(WHAT YOU NEED TO DO) The expected output is the complete listing, unchanged.

=== Section Start ===

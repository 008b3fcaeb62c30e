use chrono::{DateTime, NaiveDate, Utc};
use serde::{Deserialize, Serialize};
use std::collections::{BTreeMap, HashSet};

/// Whether and how a package was located in the lifecycle database.
#[derive(Debug, Clone, Copy, PartialEq, Eq, Hash, Serialize, Deserialize)]
#[serde(rename_all = "snake_case")]
pub enum MatchStatus {
    /// Product and (if given) version both resolved
    Found,
    /// Product resolved but no cycle label equals the version
    VersionNotFound,
    /// No product in the catalog matched the package name
    NotFound,
    /// Product matched but the database served no cycle data
    Unknown,
}

/// Support state derived from the matched cycle's `eol` field.
#[derive(Debug, Clone, Copy, PartialEq, Eq, Hash, Serialize, Deserialize)]
#[serde(rename_all = "lowercase")]
pub enum SupportStatus {
    Active,
    Eol,
    Unknown,
}

impl SupportStatus {
    pub fn as_str(&self) -> &'static str {
        match self {
            SupportStatus::Active => "active",
            SupportStatus::Eol => "eol",
            SupportStatus::Unknown => "unknown",
        }
    }
}

impl std::fmt::Display for SupportStatus {
    fn fmt(&self, f: &mut std::fmt::Formatter<'_>) -> std::fmt::Result {
        write!(f, "{}", self.as_str())
    }
}

impl MatchStatus {
    pub fn as_str(&self) -> &'static str {
        match self {
            MatchStatus::Found => "found",
            MatchStatus::VersionNotFound => "version_not_found",
            MatchStatus::NotFound => "not_found",
            MatchStatus::Unknown => "unknown",
        }
    }
}

impl std::fmt::Display for MatchStatus {
    fn fmt(&self, f: &mut std::fmt::Formatter<'_>) -> std::fmt::Result {
        write!(f, "{}", self.as_str())
    }
}

/// The outcome for one inventory row.
///
/// Created once per resolvable row and never mutated afterwards; the
/// bookkeeping fields (`original_package`, `row_number`, `raw_data`) are
/// attached by the pipeline via [`ScanResult::with_row`] before the value
/// is appended to the result sequence.
#[derive(Debug, Clone, Serialize, Deserialize)]
pub struct ScanResult {
    /// Matched catalog key, or the raw package name when nothing matched
    pub product: String,
    #[serde(skip_serializing_if = "Option::is_none")]
    pub version: Option<String>,
    pub status: MatchStatus,
    #[serde(skip_serializing_if = "Option::is_none")]
    pub eol_date: Option<NaiveDate>,
    pub support_status: SupportStatus,
    pub message: String,
    pub original_package: String,
    pub row_number: usize,
    #[serde(default, skip_serializing_if = "BTreeMap::is_empty")]
    pub raw_data: BTreeMap<String, String>,
}

impl ScanResult {
    /// Result for a package name that matched nothing in the catalog.
    pub fn not_found(package_name: &str, version: Option<&str>) -> Self {
        Self {
            product: package_name.to_string(),
            version: version.map(str::to_string),
            status: MatchStatus::NotFound,
            eol_date: None,
            support_status: SupportStatus::Unknown,
            message: "Package not found in EOL database".to_string(),
            original_package: String::new(),
            row_number: 0,
            raw_data: BTreeMap::new(),
        }
    }

    /// Attach the row bookkeeping fields.
    pub fn with_row(
        mut self,
        row_number: usize,
        original_package: String,
        raw_data: BTreeMap<String, String>,
    ) -> Self {
        self.row_number = row_number;
        self.original_package = original_package;
        self.raw_data = raw_data;
        self
    }
}

/// Per-run counts by status, written as `summary_<ts>.json`.
#[derive(Debug, Clone, Serialize, Deserialize)]
pub struct ScanSummary {
    pub scan_timestamp: DateTime<Utc>,
    pub total_packages: usize,
    pub matched_products: usize,
    pub eol_packages: usize,
    pub active_packages: usize,
    pub unknown_packages: usize,
    pub not_found_packages: usize,
    pub skipped_rows: usize,
}

impl ScanSummary {
    pub fn from_scan(scan: &FileScan, scan_timestamp: DateTime<Utc>) -> Self {
        let count_support = |s: SupportStatus| {
            scan.results
                .iter()
                .filter(|r| r.support_status == s)
                .count()
        };
        Self {
            scan_timestamp,
            total_packages: scan.results.len(),
            matched_products: scan.matched_products.len(),
            eol_packages: count_support(SupportStatus::Eol),
            active_packages: count_support(SupportStatus::Active),
            unknown_packages: count_support(SupportStatus::Unknown),
            not_found_packages: scan
                .results
                .iter()
                .filter(|r| r.status == MatchStatus::NotFound)
                .count(),
            skipped_rows: scan.skipped_rows,
        }
    }
}

/// Everything produced by scanning one input file, in input row order.
#[derive(Debug, Clone, Default)]
pub struct FileScan {
    pub results: Vec<ScanResult>,
    /// Distinct catalog keys that at least one row matched
    pub matched_products: HashSet<String>,
    /// Rows dropped for lack of a resolvable package name
    pub skipped_rows: usize,
}
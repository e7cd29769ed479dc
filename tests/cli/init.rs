use anyhow::{Context, Result};
use insta_cmd::assert_cmd_snapshot;
use serde_json::Value;

use crate::CliTest;

/// Validates config file structure and default values.
fn assert_config_content(content: &str) -> Result<()> {
    // 1. Parse as JSON
    let parsed: Value = serde_json::from_str(content).context("Config should be valid JSON")?;

    // 2. Verify expected fields exist
    assert!(
        parsed.get("sourceColumn").is_some(),
        "Config should have 'sourceColumn' field"
    );
    assert!(
        parsed.get("outputSuffix").is_some(),
        "Config should have 'outputSuffix' field"
    );
    assert!(
        parsed.get("provider").is_some(),
        "Config should have 'provider' field"
    );

    // 3. Verify formatting (2-space indentation)
    assert!(
        content.contains("  "),
        "Config should use 2-space indentation"
    );

    Ok(())
}

#[test]
fn test_init_creates_config() -> Result<()> {
    let test = CliTest::new()?;

    assert_cmd_snapshot!(test.command().arg("init"), @r"
    success: true
    exit_code: 0
    ----- stdout -----
    ✓ Created .phrasefillrc.json

    ----- stderr -----
    ");

    // Verify file exists
    assert!(test.root().join(".phrasefillrc.json").exists());

    // Verify content is valid and has expected structure
    let content = test.read_file(".phrasefillrc.json")?;
    assert_config_content(&content)?;

    Ok(())
}

#[test]
fn test_init_fails_if_exists() -> Result<()> {
    let test = CliTest::new()?;
    test.write_file(".phrasefillrc.json", "{}")?;

    assert_cmd_snapshot!(test.command().arg("init"), @r"
    success: false
    exit_code: 2
    ----- stdout -----

    ----- stderr -----
    Error: .phrasefillrc.json already exists
    ");

    Ok(())
}

#[test]
fn test_init_config_is_immediately_usable() -> Result<()> {
    let test = CliTest::new()?;

    // Initialize config
    test.command().arg("init").output()?;

    // Verify run works with the initialized config
    let output = test.run_command().arg("--offline").output()?;
    assert!(
        output.status.success(),
        "Run command should work with initialized config. stderr: {}",
        String::from_utf8_lossy(&output.stderr)
    );

    Ok(())
}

=== Section End ===

(OUTPUT FOR THIS EXERCISE)
repository 008b3fcaeb62c30e
use chrono::{DateTime, NaiveDate, Utc};
use serde::{Deserialize, Serialize};
use std::collections::{BTreeMap, HashSet};

/// Whether and how a package was located in the lifecycle database.
#[derive(Debug, Clone, Copy, PartialEq, Eq, Hash, Serialize, Deserialize)]
#[serde(rename_all = "snake_case")]
pub enum MatchStatus {
    /// Product and (if given) version both resolved
    Found,
    /// Product resolved but no cycle label equals the version
    VersionNotFound,
    /// No product in the catalog matched the package name
    NotFound,
    /// Product matched but the database served no cycle data
    Unknown,
}

/// Support state derived from the matched cycle's `eol` field.
#[derive(Debug, Clone, Copy, PartialEq, Eq, Hash, Serialize, Deserialize)]
#[serde(rename_all = "lowercase")]
pub enum SupportStatus {
    Active,
    Eol,
    Unknown,
}

impl SupportStatus {
    pub fn as_str(&self) -> &'static str {
        match self {
            SupportStatus::Active => "active",
            SupportStatus::Eol => "eol",
            SupportStatus::Unknown => "unknown",
        }
    }
}

impl std::fmt::Display for SupportStatus {
    fn fmt(&self, f: &mut std::fmt::Formatter<'_>) -> std::fmt::Result {
        write!(f, "{}", self.as_str())
    }
}

impl MatchStatus {
    pub fn as_str(&self) -> &'static str {
        match self {
            MatchStatus::Found => "found",
            MatchStatus::VersionNotFound => "version_not_found",
            MatchStatus::NotFound => "not_found",
            MatchStatus::Unknown => "unknown",
        }
    }
}

impl std::fmt::Display for MatchStatus {
    fn fmt(&self, f: &mut std::fmt::Formatter<'_>) -> std::fmt::Result {
        write!(f, "{}", self.as_str())
    }
}

/// The outcome for one inventory row.
///
/// Created once per resolvable row and never mutated afterwards; the
/// bookkeeping fields (`original_package`, `row_number`, `raw_data`) are
/// attached by the pipeline via [`ScanResult::with_row`] before the value
/// is appended to the result sequence.
#[derive(Debug, Clone, Serialize, Deserialize)]
pub struct ScanResult {
    /// Matched catalog key, or the raw package name when nothing matched
    pub product: String,
    #[serde(skip_serializing_if = "Option::is_none")]
    pub version: Option<String>,
    pub status: MatchStatus,
    #[serde(skip_serializing_if = "Option::is_none")]
    pub eol_date: Option<NaiveDate>,
    pub support_status: SupportStatus,
    pub message: String,
    pub original_package: String,
    pub row_number: usize,
    #[serde(default, skip_serializing_if = "BTreeMap::is_empty")]
    pub raw_data: BTreeMap<String, String>,
}

impl ScanResult {
    /// Result for a package name that matched nothing in the catalog.
    pub fn not_found(package_name: &str, version: Option<&str>) -> Self {
        Self {
            product: package_name.to_string(),
            version: version.map(str::to_string),
            status: MatchStatus::NotFound,
            eol_date: None,
            support_status: SupportStatus::Unknown,
            message: "Package not found in EOL database".to_string(),
            original_package: String::new(),
            row_number: 0,
            raw_data: BTreeMap::new(),
        }
    }

    /// Attach the row bookkeeping fields.
    pub fn with_row(
        mut self,
        row_number: usize,
        original_package: String,
        raw_data: BTreeMap<String, String>,
    ) -> Self {
        self.row_number = row_number;
        self.original_package = original_package;
        self.raw_data = raw_data;
        self
    }
}

/// Per-run counts by status, written as `summary_<ts>.json`.
#[derive(Debug, Clone, Serialize, Deserialize)]
pub struct ScanSummary {
    pub scan_timestamp: DateTime<Utc>,
    pub total_packages: usize,
    pub matched_products: usize,
    pub eol_packages: usize,
    pub active_packages: usize,
    pub unknown_packages: usize,
    pub not_found_packages: usize,
    pub skipped_rows: usize,
}

impl ScanSummary {
    pub fn from_scan(scan: &FileScan, scan_timestamp: DateTime<Utc>) -> Self {
        let count_support = |s: SupportStatus| {
            scan.results
                .iter()
                .filter(|r| r.support_status == s)
                .count()
        };
        Self {
            scan_timestamp,
            total_packages: scan.results.len(),
            matched_products: scan.matched_products.len(),
            eol_packages: count_support(SupportStatus::Eol),
            active_packages: count_support(SupportStatus::Active),
            unknown_packages: count_support(SupportStatus::Unknown),
            not_found_packages: scan
                .results
                .iter()
                .filter(|r| r.status == MatchStatus::NotFound)
                .count(),
            skipped_rows: scan.skipped_rows,
        }
    }
}

/// Everything produced by scanning one input file, in input row order.
#[derive(Debug, Clone, Default)]
pub struct FileScan {
    pub results: Vec<ScanResult>,
    /// Distinct catalog keys that at least one row matched
    pub matched_products: HashSet<String>,
    /// Rows dropped for lack of a resolvable package name
    pub skipped_rows: usize,
}
repository e7cd29769ed479dc
filename tests/cli/init.rs
use anyhow::{Context, Result};
use insta_cmd::assert_cmd_snapshot;
use serde_json::Value;

use crate::CliTest;

/// Validates config file structure and default values.
fn assert_config_content(content: &str) -> Result<()> {
    // 1. Parse as JSON
    let parsed: Value = serde_json::from_str(content).context("Config should be valid JSON")?;

    // 2. Verify expected fields exist
    assert!(
        parsed.get("sourceColumn").is_some(),
        "Config should have 'sourceColumn' field"
    );
    assert!(
        parsed.get("outputSuffix").is_some(),
        "Config should have 'outputSuffix' field"
    );
    assert!(
        parsed.get("provider").is_some(),
        "Config should have 'provider' field"
    );

    // 3. Verify formatting (2-space indentation)
    assert!(
        content.contains("  "),
        "Config should use 2-space indentation"
    );

    Ok(())
}

#[test]
fn test_init_creates_config() -> Result<()> {
    let test = CliTest::new()?;

    assert_cmd_snapshot!(test.command().arg("init"), @r"
    success: true
    exit_code: 0
    ----- stdout -----
    ✓ Created .phrasefillrc.json

    ----- stderr -----
    ");

    // Verify file exists
    assert!(test.root().join(".phrasefillrc.json").exists());

    // Verify content is valid and has expected structure
    let content = test.read_file(".phrasefillrc.json")?;
    assert_config_content(&content)?;

    Ok(())
}

#[test]
fn test_init_fails_if_exists() -> Result<()> {
    let test = CliTest::new()?;
    test.write_file(".phrasefillrc.json", "{}")?;

    assert_cmd_snapshot!(test.command().arg("init"), @r"
    success: false
    exit_code: 2
    ----- stdout -----

    ----- stderr -----
    Error: .phrasefillrc.json already exists
    ");

    Ok(())
}

#[test]
fn test_init_config_is_immediately_usable() -> Result<()> {
    let test = CliTest::new()?;

    // Initialize config
    test.command().arg("init").output()?;

    // Verify run works with the initialized config
    let output = test.run_command().arg("--offline").output()?;
    assert!(
        output.status.success(),
        "Run command should work with initialized config. stderr: {}",
        String::from_utf8_lossy(&output.stderr)
    );

    Ok(())
}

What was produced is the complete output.